It’s no secret that boys are different from girls. Even as infants, boys come with a myriad of unique surprises, including the ability to mimic a car noise at merely a few months old, the uncanny knack for spotting an airplane, and the serious squirting power of that thing between their legs.
When you have a baby boy, that little penis can cause a lot of trouble, like getting sprayed in the face every time you open his diaper. You also have to face the circumcision decision, an extremely hot topic among parents and a decision that must be made well before birth. So, when to circumcise a baby boy? There’s really only two options. When it comes to making the snip, parents basically have two options: circumcise immediately or not at all.
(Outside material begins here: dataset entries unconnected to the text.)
impl EntityTable {
    /// Creates a handle for `table`.
    ///
    /// ## Errors
    /// `DbError::Invalid` if `table` is not a plain identifier.
    pub fn new(pool: SqlitePool, table: &str, change_log: ChangeLogRepository) -> DbResult<Self> {
        validate_identifier(table)?;

        Ok(EntityTable {
            pool,
            table: table.to_string(),
            change_log,
        })
    }

    /// The entity type name (same as the table name).
    pub fn name(&self) -> &str {
        &self.table
    }

    // =========================================================================
    // Schema
    // =========================================================================

    /// Returns what backs this entity type, or `None` if nothing does.
    pub async fn kind(&self) -> DbResult<Option<TableKind>> {
        let kind: Option<String> =
            sqlx::query_scalar("SELECT type FROM sqlite_master WHERE name = ?1 AND type IN ('table', 'view')")
                .bind(&self.table)
                .fetch_optional(&self.pool)
                .await?;

        Ok(kind.map(|k| match k.as_str() {
            "view" => TableKind::View,
            _ => TableKind::Table,
        }))
    }

    /// Returns true if a table or view with this name exists.
    pub async fn exists(&self) -> DbResult<bool> {
        Ok(self.kind().await?.is_some())
    }

    /// Returns true if records can be written (a real table, not a view).
    pub async fn is_writable(&self) -> DbResult<bool> {
        Ok(self.kind().await? == Some(TableKind::Table))
    }

    /// Lists the table's columns in declaration order.
    pub async fn columns(&self) -> DbResult<Vec<ColumnInfo>> {
        let sql = format!("PRAGMA table_info({})", quote_ident(&self.table));
        let rows = sqlx::query(&sql).fetch_all(&self.pool).await?;

        if rows.is_empty() {
            return Err(DbError::TableMissing(self.table.clone()));
        }

        rows.iter()
            .map(|row| -> DbResult<ColumnInfo> {
                Ok(ColumnInfo {
                    name: row.try_get("name")?,
                    declared_type: row.try_get("type")?,
                    not_null: row.try_get::<i64, _>("notnull")? != 0,
                    primary_key: row.try_get::<i64, _>("pk")? != 0,
                })
            })
            .collect()
    }

    /// Returns true if the table has both `created_at` and `updated_at`.
    pub async fn has_timestamps(&self) -> DbResult<bool> {
        let columns = self.column_names().await?;
        Ok(has_timestamp_columns(&columns))
    }

    async fn column_names(&self) -> DbResult<Vec<String>> {
        Ok(self.columns().await?.into_iter().map(|c| c.name).collect())
    }

    // =========================================================================
    // Reads
    // =========================================================================

    /// Fetches one record by id.
    ///
    /// The id is bound as text; SQLite's column affinity makes this match
    /// integer keys as well.
    pub async fn find(&self, id: &str) -> DbResult<Option<Record>> {
        let mut conn = self.pool.acquire().await?;
        self.find_on(&mut conn, &Value::String(id.to_string())).await
    }

    /// Returns true if a record with this id exists.
    pub async fn exists_record(&self, id: &str) -> DbResult<bool> {
        Ok(self.find(id).await?.is_some())
    }

    /// Lists records whose columns equal every value in `filter`.
    ///
    /// Filter keys that are not columns of the table are ignored. An empty
    /// filter lists everything.
    pub async fn list(&self, filter: &Record) -> DbResult<Vec<Record>> {
        let columns = self.column_names().await?;
        let filter = filter_to_columns(filter.clone(), &columns, &self.table);

        let mut sql = format!("SELECT * FROM {}", quote_ident(&self.table));
        if !filter.is_empty() {
            let conditions: Vec<String> = filter
                .iter()
                .enumerate()
                .map(|(i, (k, v))| {
                    if v.is_null() {
                        format!("{} IS ?{}", quote_ident(k), i + 1)
                    } else {
                        format!("{} = ?{}", quote_ident(k), i + 1)
                    }
                })
                .collect();
            sql.push_str(" WHERE ");
            sql.push_str(&conditions.join(" AND "));
        }

        let mut query = sqlx::query(&sql);
        for value in filter.values() {
            query = bind_value(query, value);
        }

        let rows = query.fetch_all(&self.pool).await?;
        rows.iter().map(row_to_record).collect()
    }

    /// Lists records changed after `since`.
    ///
    /// A record's change time is its `updated_at`, falling back to
    /// `created_at`. Records with neither are always included, as are all
    /// records when `since` is `None`.
    pub async fn list_changed_since(&self, since: Option<DateTime<Utc>>) -> DbResult<Vec<Record>> {
        let sql = format!("SELECT * FROM {}", quote_ident(&self.table));
        let rows = sqlx::query(&sql).fetch_all(&self.pool).await?;

        let mut records = Vec::with_capacity(rows.len());
        for row in &rows {
            let record = row_to_record(row)?;
            let changed = match (since, timestamp::effective(&record)) {
                (Some(since), Some(at)) => at > since,
                _ => true,
            };
            if changed {
                records.push(record);
            }
        }

        Ok(records)
    }

    /// Counts all records.
    pub async fn count(&self) -> DbResult<i64> {
        let sql = format!("SELECT COUNT(*) FROM {}", quote_ident(&self.table));
        let count: i64 = sqlx::query_scalar(&sql).fetch_one(&self.pool).await?;
        Ok(count)
    }

    // =========================================================================
    // Writes
    // =========================================================================

    /// Inserts a record.
    ///
    /// Fields without a matching column are dropped. A missing `id` is left
    /// to SQLite (rowid alias). Local writes get `created_at`/`updated_at`
    /// stamped if the table has them and the record doesn't set them.
    ///
    /// ## Returns
    /// The stored row.
    pub async fn insert(&self, record: Record, origin: WriteOrigin) -> DbResult<Record> {
        let columns = self.column_names().await?;
        let mut record = filter_to_columns(record, &columns, &self.table);
        if origin.records_changes() && has_timestamp_columns(&columns) {
            stamp_missing(&mut record, CREATED_AT_COLUMN);
            stamp_missing(&mut record, UPDATED_AT_COLUMN);
        }

        let mut tx = self.pool.begin().await?;

        let stored = self.insert_on(&mut tx, &record).await?;
        let id = stored_id(&stored)?;

        if origin.records_changes() {
            self.record_in_savepoint(&mut tx, &id, ChangeAction::Create, &stored)
                .await;
        }

        tx.commit().await?;

        debug!(entity_type = %self.table, id = %id, origin = ?origin, "Inserted record");
        Ok(stored)
    }

    /// Updates fields of an existing record.
    ///
    /// ## Errors
    /// `DbError::NotFound` if no record has this id.
    pub async fn update(&self, id: &str, changes: Record, origin: WriteOrigin) -> DbResult<Record> {
        let columns = self.column_names().await?;
        let mut changes = filter_to_columns(changes, &columns, &self.table);
        changes.remove(ID_FIELD);
        if origin.records_changes() && has_timestamp_columns(&columns) {
            stamp_missing(&mut changes, UPDATED_AT_COLUMN);
        }

        let id_value = Value::String(id.to_string());
        let mut tx = self.pool.begin().await?;

        let updated = self.update_on(&mut tx, &id_value, &changes).await?;
        if !updated {
            return Err(DbError::not_found(self.table.clone(), id));
        }

        let stored = self
            .find_on(&mut tx, &id_value)
            .await?
            .ok_or_else(|| DbError::not_found(self.table.clone(), id))?;

        if origin.records_changes() {
            self.record_in_savepoint(&mut tx, id, ChangeAction::Update, &stored)
                .await;
        }

        tx.commit().await?;

        debug!(entity_type = %self.table, id = %id, origin = ?origin, "Updated record");
        Ok(stored)
    }

    /// Deletes a record.
    ///
    /// ## Returns
    /// The deleted row, or `None` if there was nothing to delete. Local
    /// deletes store that row as the change log snapshot.
    pub async fn delete(&self, id: &str, origin: WriteOrigin) -> DbResult<Option<Record>> {
        let id_value = Value::String(id.to_string());
        let mut tx = self.pool.begin().await?;

        let Some(snapshot) = self.find_on(&mut tx, &id_value).await? else {
            return Ok(None);
        };

        let sql = format!(
            "DELETE FROM {} WHERE {} = ?1",
            quote_ident(&self.table),
            quote_ident(ID_FIELD)
        );
        sqlx::query(&sql).bind(id).execute(&mut *tx).await?;

        if origin.records_changes() {
            self.record_in_savepoint(&mut tx, id, ChangeAction::Delete, &snapshot)
                .await;
        }

        tx.commit().await?;

        debug!(entity_type = %self.table, id = %id, origin = ?origin, "Deleted record");
        Ok(Some(snapshot))
    }

    /// Inserts the record, or updates the existing row with the same id.
    ///
    /// ## Errors
    /// `DbError::Invalid` if the record has no usable `id`.
    pub async fn upsert(&self, record: Record, origin: WriteOrigin) -> DbResult<UpsertOutcome> {
        let id = record_id(&record)?;
        let id_value = record.get(ID_FIELD).cloned().unwrap_or(Value::Null);

        let columns = self.column_names().await?;
        let mut record = filter_to_columns(record, &columns, &self.table);
        let stamps = origin.records_changes() && has_timestamp_columns(&columns);

        let mut tx = self.pool.begin().await?;

        let exists = self.find_on(&mut tx, &id_value).await?.is_some();

        let (outcome, action) = if exists {
            record.remove(ID_FIELD);
            if stamps {
                stamp_missing(&mut record, UPDATED_AT_COLUMN);
            }
            self.update_on(&mut tx, &id_value, &record).await?;
            (UpsertOutcome::Updated, ChangeAction::Update)
        } else {
            if stamps {
                stamp_missing(&mut record, CREATED_AT_COLUMN);
                stamp_missing(&mut record, UPDATED_AT_COLUMN);
            }
            self.insert_on(&mut tx, &record).await?;
            (UpsertOutcome::Inserted, ChangeAction::Create)
        };

        if origin.records_changes() {
            if let Some(stored) = self.find_on(&mut tx, &id_value).await? {
                self.record_in_savepoint(&mut tx, &id, action, &stored).await;
            }
        }

        tx.commit().await?;

        debug!(
            entity_type = %self.table,
            id = %id,
            outcome = ?outcome,
            origin = ?origin,
            "Upserted record"
        );
        Ok(outcome)
    }

    // =========================================================================
    // Connection-level helpers
    // =========================================================================

    async fn find_on(&self, conn: &mut SqliteConnection, id: &Value) -> DbResult<Option<Record>> {
        let sql = format!(
            "SELECT * FROM {} WHERE {} = ?1",
            quote_ident(&self.table),
            quote_ident(ID_FIELD)
        );

        let row = bind_value(sqlx::query(&sql), id)
            .fetch_optional(&mut *conn)
            .await?;

        row.as_ref().map(row_to_record).transpose()
    }

    async fn insert_on(&self, conn: &mut SqliteConnection, record: &Record) -> DbResult<Record> {
        let sql = if record.is_empty() {
            format!("INSERT INTO {} DEFAULT VALUES", quote_ident(&self.table))
        } else {
            let names: Vec<String> = record.keys().map(|k| quote_ident(k)).collect();
            let params: Vec<String> = (1..=record.len()).map(|i| format!("?{}", i)).collect();
            format!(
                "INSERT INTO {} ({}) VALUES ({})",
                quote_ident(&self.table),
                names.join(", "),
                params.join(", ")
            )
        };

        let mut query = sqlx::query(&sql);
        for value in record.values() {
            query = bind_value(query, value);
        }
        let result = query.execute(&mut *conn).await?;

        let select = format!("SELECT * FROM {} WHERE rowid = ?1", quote_ident(&self.table));
        let row = sqlx::query(&select)
            .bind(result.last_insert_rowid())
            .fetch_one(&mut *conn)
            .await?;

        row_to_record(&row)
    }

    /// Returns false if no row matched.
    async fn update_on(
        &self,
        conn: &mut SqliteConnection,
        id: &Value,
        changes: &Record,
    ) -> DbResult<bool> {
        if changes.is_empty() {
            return Ok(self.find_on(conn, id).await?.is_some());
        }

        let assignments: Vec<String> = changes
            .keys()
            .enumerate()
            .map(|(i, k)| format!("{} = ?{}", quote_ident(k), i + 1))
            .collect();
        let sql = format!(
            "UPDATE {} SET {} WHERE {} = ?{}",
            quote_ident(&self.table),
            assignments.join(", "),
            quote_ident(ID_FIELD),
            changes.len() + 1
        );

        let mut query = sqlx::query(&sql);
        for value in changes.values() {
            query = bind_value(query, value);
        }
        let result = bind_value(query, id).execute(&mut *conn).await?;

        Ok(result.rows_affected() > 0)
    }

    /// Records the change under a savepoint. Failures are logged and
    /// rolled back without touching the enclosing business write.
    async fn record_in_savepoint(
        &self,
        conn: &mut SqliteConnection,
        id: &str,
        action: ChangeAction,
        snapshot: &Record,
    ) {
        if !self.change_log.is_enabled() {
            return;
        }

        let mut savepoint = match conn.begin().await {
            Ok(savepoint) => savepoint,
            Err(e) => {
                warn!(error = %e, entity_type = %self.table, id = %id, "Could not open savepoint for change log");
                return;
            }
        };

        let payload = Value::Object(snapshot.clone());
        let recorded =
            ChangeLogRepository::record_change_on(&mut savepoint, &self.table, id, action, Some(&payload))
                .await;

        match recorded {
            Ok(_) => {
                if let Err(e) = savepoint.commit().await {
                    warn!(error = %e, entity_type = %self.table, id = %id, "Failed to release change log savepoint");
                }
            }
            Err(e) => {
                warn!(
                    error = %e,
                    entity_type = %self.table,
                    id = %id,
                    action = %action,
                    "Failed to record change, mutation will not be synced"
                );
                if let Err(e) = savepoint.rollback().await {
                    warn!(error = %e, "Failed to roll back change log savepoint");
                }
            }
        }
    }
}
Some choose to circumcise based on religious beliefs, hygienic concerns, or social reasons—they want their sons to be like daddy. Circumcision can be done at the hospital or your pediatrician’s office, but it needs to be performed preferably within the first 48-72 hours of birth. Most doctors and hospitals won’t circumcise infants over two weeks old because the procedure becomes more complicated, more painful, and usually requires general anesthesia. Infant circumcision is a quick procedure and takes only minutes. Since newborns already have stress-resistance hormones from the trauma of birth, and because most doctors use a local anesthesia, there is purportedly minimal pain.
The Pros: Circumcised infants are less likely to have urinary tract infections, circumcised men have a lower risk for penile cancer and STDs, and it is easier to keep a circumcised penis clean.
The Cons: Between .2% and .3% of infants experience complications like minor bleeding and local infection, which can both be easily treated by your doctor.
Don’t Circumcise At All
In the U.S., approximately 55-65% of newborn boys are circumcised each year, but that number has declined from decades past due to a growing opinion that circumcision is unnecessary, painful, and a breech of the child’s freedom to choose for himself.
Waiting until your son is old enough to decide to be circumcised is a valiant gesture, and it is true there are no medical reasons for circumcision. However, if your older child, teenager, or adult son decides he wants to be circumcised, the procedure requires general anesthesia and he’ll have to deal with revealing to his buddies the reason he can’t play tackle football for a while.
Why I Chose To Circumcise
This will most definitely fuel some infernal opinions, but what the heck; it’s my article and my opinion. We chose to have our first baby boy circumcised immediately, and it went wonderfully and without incident. I didn’t have to watch the procedure; it was done quickly and efficiently, and when they brought baby Nixon back to me, he wasn’t even crying. Caring for his circumcised penis was simple and it healed quickly. The entire experience was easier than I ever imagined. Nixon’s baby brother is due this November and will also be circumcised.
My baby boys will be circumcised because I’m thinking years down the road to awkward middle school locker rooms where one boy will inevitably be nicknamed “Anteater” and it won’t be my boy. I’m thinking about him as a grown man, saving him from a painful and awkward procedure when he will remember it, versus being an infant with no memory of the short ordeal. Read any circumcision forum and you’ll know people not only have strong opinions, they can get downright mean.
The bottom line is, circumcision is a personal decision that each family makes and a decision must be respected. Whether or not you choose to circumcise your son, the earth will keep spinning, the sun will rise and set, and little Johnny will be a happy, healthy little boy who will get into plenty of trouble with or without his foreskin.